Once Emma is married off to small-town doctor Charles Bovary (Henry Lloyd-Hughes) and is unexcitingly initiated into obligatory sex in a creaky bed in her husband’s dark and uninviting house, it doesn’t take her long to begin ringing up large debts with local decorator and furnishings proprietor M. Lheureux (a brash Rhys Ifans) as she goes about lavishly brightening up the place.
It takes her only slightly longer to dare to embark upon a passionate affair with a dashing marquis (Logan Marshall-Green) and, upon rejection by him, with a very young and attentive clerk of more modest means, Leon (Ezra Miller).
The amorous and financial merde all hits the fan simultaneously, which leaves no doubt as to Flaubert’s ultimate point about the extremely limited options available to women in 19th century French society.
Unfortunately, Barthes brings nothing new to the familiar story.
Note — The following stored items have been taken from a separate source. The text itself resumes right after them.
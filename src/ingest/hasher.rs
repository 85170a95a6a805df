//! Content hashing for artifacts.

use std::fs::File;
use std::io::{BufReader, Read};
use std::path::Path;

use memmap2::MmapOptions;
use sha2::{Digest, Sha256};

/// Files larger than this are memory-mapped instead of read through a buffer.
const MMAP_THRESHOLD: u64 = 500 * 1024 * 1024;

/// SHA-256 of a file's contents, hex-encoded.
pub fn hash_file(path: &Path) -> std::io::Result<String> {
    let file = File::open(path)?;
    let len = file.metadata()?.len();

    let mut hasher = Sha256::new();
    if len > MMAP_THRESHOLD {
        // The mapping is read-only; a file truncated underneath us is the
        // same race as any other mid-scan mutation and is tolerated upstream.
        let mmap = unsafe { MmapOptions::new().map(&file)? };
        hasher.update(&mmap);
    } else {
        let mut reader = BufReader::new(file);
        let mut buffer = [0u8; 8192];
        loop {
            let count = reader.read(&mut buffer)?;
            if count == 0 {
                break;
            }
            hasher.update(&buffer[..count]);
        }
    }

    Ok(hex::encode(hasher.finalize()))
}

#[cfg(test)]
mod tests {
    use super::*;
    use std::fs;

    #[test]
    fn hashes_known_content() {
        let dir = tempfile::tempdir().unwrap();
        let path = dir.path().join("sample.txt");
        fs::write(&path, b"hello world").unwrap();
        assert_eq!(
            hash_file(&path).unwrap(),
            "b94d27b9934d3e08a52e52d7da7dabfac484efe37a5380ee9088f7ace2efcde9"
        );
    }

    #[test]
    fn missing_file_is_an_io_error() {
        let dir = tempfile::tempdir().unwrap();
        assert!(hash_file(&dir.path().join("absent")).is_err());
    }
}
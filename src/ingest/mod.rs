pub mod hasher;
pub mod pipeline;
pub mod scanner;
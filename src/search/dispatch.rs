//! Multi-modal search dispatch.
//!
//! One query fans out to every enabled modality; each builds and runs its
//! own statement and the results are merged into a single report with no
//! cross-modality ranking. Ordering inside a modality is by path.

use std::path::{Path, PathBuf};

use rusqlite::{params, params_from_iter, Connection};
use serde::Serialize;
use tracing::debug;

use crate::database::modality::{ModalitySet, SearchModality};
use crate::database::writer::CatalogError;
use crate::ingest::scanner::{absolutize, is_excluded};
use crate::search::terms;

#[derive(Debug, Clone)]
pub struct SearchRequest {
    pub query: String,
    pub modalities: ModalitySet,
    pub exact: bool,
    pub min_confidence: f64,
    pub exclusions: Vec<PathBuf>,
}

impl SearchRequest {
    pub fn new(query: impl Into<String>) -> Self {
        Self {
            query: query.into(),
            modalities: ModalitySet::all(),
            exact: false,
            min_confidence: 0.0,
            exclusions: Vec::new(),
        }
    }
}

/// One matched artifact within a modality.
#[derive(Debug, Clone, Serialize)]
pub struct SearchRow {
    pub path: String,
    pub payload: String,
    #[serde(skip_serializing_if = "Option::is_none")]
    pub confidence: Option<f64>,
}

/// A modality's share of the result set.
#[derive(Debug, Serialize)]
pub struct SearchOutcome {
    pub modality: SearchModality,
    pub count: usize,
    pub rows: Vec<SearchRow>,
}

/// The full result envelope handed to presentation. Consumers render this
/// as-is and never re-query the catalog.
#[derive(Debug, Serialize)]
pub struct SearchReport {
    pub query: String,
    pub outcomes: Vec<SearchOutcome>,
}

pub fn dispatch(
    conn: &Connection,
    request: &SearchRequest,
) -> Result<SearchReport, CatalogError> {
    // Stored paths are absolute; exclusion prefixes resolve the same way
    // the scan planner's do, so a relative prefix still matches.
    let exclusions: Vec<PathBuf> = request.exclusions.iter().map(|p| absolutize(p)).collect();

    let mut outcomes = Vec::new();
    for modality in SearchModality::ALL {
        if !request.modalities.contains(modality) {
            continue;
        }
        let rows = match modality {
            SearchModality::Labels => search_labels(conn, request)?,
            SearchModality::Ocr => {
                search_text_column(conn, "ocr_results", "extracted_text", request)?
            }
            SearchModality::Descriptions => {
                search_text_column(conn, "image_description", "description", request)?
            }
            SearchModality::Documents => {
                search_text_column(conn, "documents", "content", request)?
            }
            SearchModality::Qr => search_qr(conn, request)?,
            SearchModality::People => search_people(conn, request)?,
        };
        let rows = drop_excluded(rows, &exclusions);
        outcomes.push(SearchOutcome {
            modality,
            count: rows.len(),
            rows,
        });
    }
    Ok(SearchReport {
        query: request.query.clone(),
        outcomes,
    })
}

/// Label matches grouped by path with the best confidence per artifact.
/// The minimum-confidence threshold is applied here, after the query, so
/// it filters presentation rather than storage.
fn search_labels(
    conn: &Connection,
    request: &SearchRequest,
) -> Result<Vec<SearchRow>, CatalogError> {
    if request.query.trim().is_empty() {
        return Ok(Vec::new());
    }
    let pattern = format!("%{}%", request.query);
    let mut stmt = conn.prepare(
        "SELECT i.file_path, d.label, MAX(d.confidence)
         FROM detections d JOIN images i ON i.id = d.image_id
         WHERE d.label LIKE ?1
         GROUP BY i.file_path
         ORDER BY i.file_path",
    )?;
    let matched = stmt
        .query_map(params![pattern], |row| {
            Ok(SearchRow {
                path: row.get(0)?,
                payload: row.get(1)?,
                confidence: Some(row.get(2)?),
            })
        })?
        .collect::<Result<Vec<_>, _>>()?;

    let raw = matched.len();
    let rows: Vec<SearchRow> = matched
        .into_iter()
        .filter(|r| r.confidence.map_or(false, |c| c >= request.min_confidence))
        .collect();
    if rows.len() != raw {
        debug!(raw, kept = rows.len(), "confidence threshold dropped label matches");
    }
    Ok(rows)
}

/// Conjunctive multi-keyword filter: every token must appear in the same
/// text column. Zero tokens yield an empty outcome rather than a full scan.
fn search_text_column(
    conn: &Connection,
    table: &str,
    column: &str,
    request: &SearchRequest,
) -> Result<Vec<SearchRow>, CatalogError> {
    let tokens = terms::tokenize(&request.query, request.exact);
    if tokens.is_empty() {
        return Ok(Vec::new());
    }
    let mut sql = format!("SELECT file_path, {column} FROM {table} WHERE ");
    for i in 1..=tokens.len() {
        if i > 1 {
            sql.push_str(" AND ");
        }
        sql.push_str(&format!("{column} LIKE ?{i}"));
    }
    sql.push_str(" ORDER BY file_path");

    let patterns = tokens.iter().map(|t| format!("%{t}%"));
    let mut stmt = conn.prepare(&sql)?;
    let rows = stmt
        .query_map(params_from_iter(patterns), |row| {
            Ok(SearchRow {
                path: row.get(0)?,
                payload: row.get(1)?,
                confidence: None,
            })
        })?
        .collect::<Result<Vec<_>, _>>()?;
    Ok(rows)
}

fn search_qr(
    conn: &Connection,
    request: &SearchRequest,
) -> Result<Vec<SearchRow>, CatalogError> {
    if request.query.trim().is_empty() {
        return Ok(Vec::new());
    }
    let pattern = format!("%{}%", request.query);
    let mut stmt = conn.prepare(
        "SELECT i.file_path, q.content
         FROM qrcodes q JOIN images i ON i.id = q.image_id
         WHERE q.content LIKE ?1
         ORDER BY i.file_path, q.content",
    )?;
    let rows = stmt
        .query_map(params![pattern], |row| {
            Ok(SearchRow {
                path: row.get(0)?,
                payload: row.get(1)?,
                confidence: None,
            })
        })?
        .collect::<Result<Vec<_>, _>>()?;
    Ok(rows)
}

/// Two-step person search: match names first, then join the matched ids
/// back to artifact paths.
fn search_people(
    conn: &Connection,
    request: &SearchRequest,
) -> Result<Vec<SearchRow>, CatalogError> {
    if request.query.trim().is_empty() {
        return Ok(Vec::new());
    }
    let pattern = format!("%{}%", request.query);
    let mut stmt = conn.prepare("SELECT id FROM person WHERE name LIKE ?1")?;
    let ids = stmt
        .query_map(params![pattern], |row| row.get::<_, i64>(0))?
        .collect::<Result<Vec<i64>, _>>()?;
    if ids.is_empty() {
        return Ok(Vec::new());
    }

    let placeholders = vec!["?"; ids.len()].join(", ");
    let sql = format!(
        "SELECT i.file_path, p.name
         FROM image_person_mapping m
         JOIN images i ON i.id = m.image_id
         JOIN person p ON p.id = m.person_id
         WHERE m.person_id IN ({placeholders})
         ORDER BY i.file_path, p.name"
    );
    let mut stmt = conn.prepare(&sql)?;
    let rows = stmt
        .query_map(params_from_iter(ids.iter()), |row| {
            Ok(SearchRow {
                path: row.get(0)?,
                payload: row.get(1)?,
                confidence: None,
            })
        })?
        .collect::<Result<Vec<_>, _>>()?;
    Ok(rows)
}

fn drop_excluded(rows: Vec<SearchRow>, exclusions: &[PathBuf]) -> Vec<SearchRow> {
    if exclusions.is_empty() {
        return rows;
    }
    rows.into_iter()
        .filter(|row| !is_excluded(Path::new(&row.path), exclusions))
        .collect()
}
What she does bring, along with cinematographer Andrij Parekh, is a dreary naturalistic palette; a nonhomogeneous group of actors hopelessly split along American-, British- and French-accented lines; familiar observations about class and society divisions; and a decidedly unpersuasive rendition of a hunting sequence.
All this gives the amply talented Wasikowska less than a fighting chance to emerge from the debris with a convincing interpretation of one of the defining female figures of literature. Her pale face gives her the gift of being able to look both beautiful and plain — the better to read much into her slightest expression — but the director doesn’t realize that; the more she makes her leading lady emote heavily, the less distinctive and unlike other actresses she becomes. Underplaying is Wasikowska’s greatest strength, so the more the histrionics build toward the end, the less one engages with her.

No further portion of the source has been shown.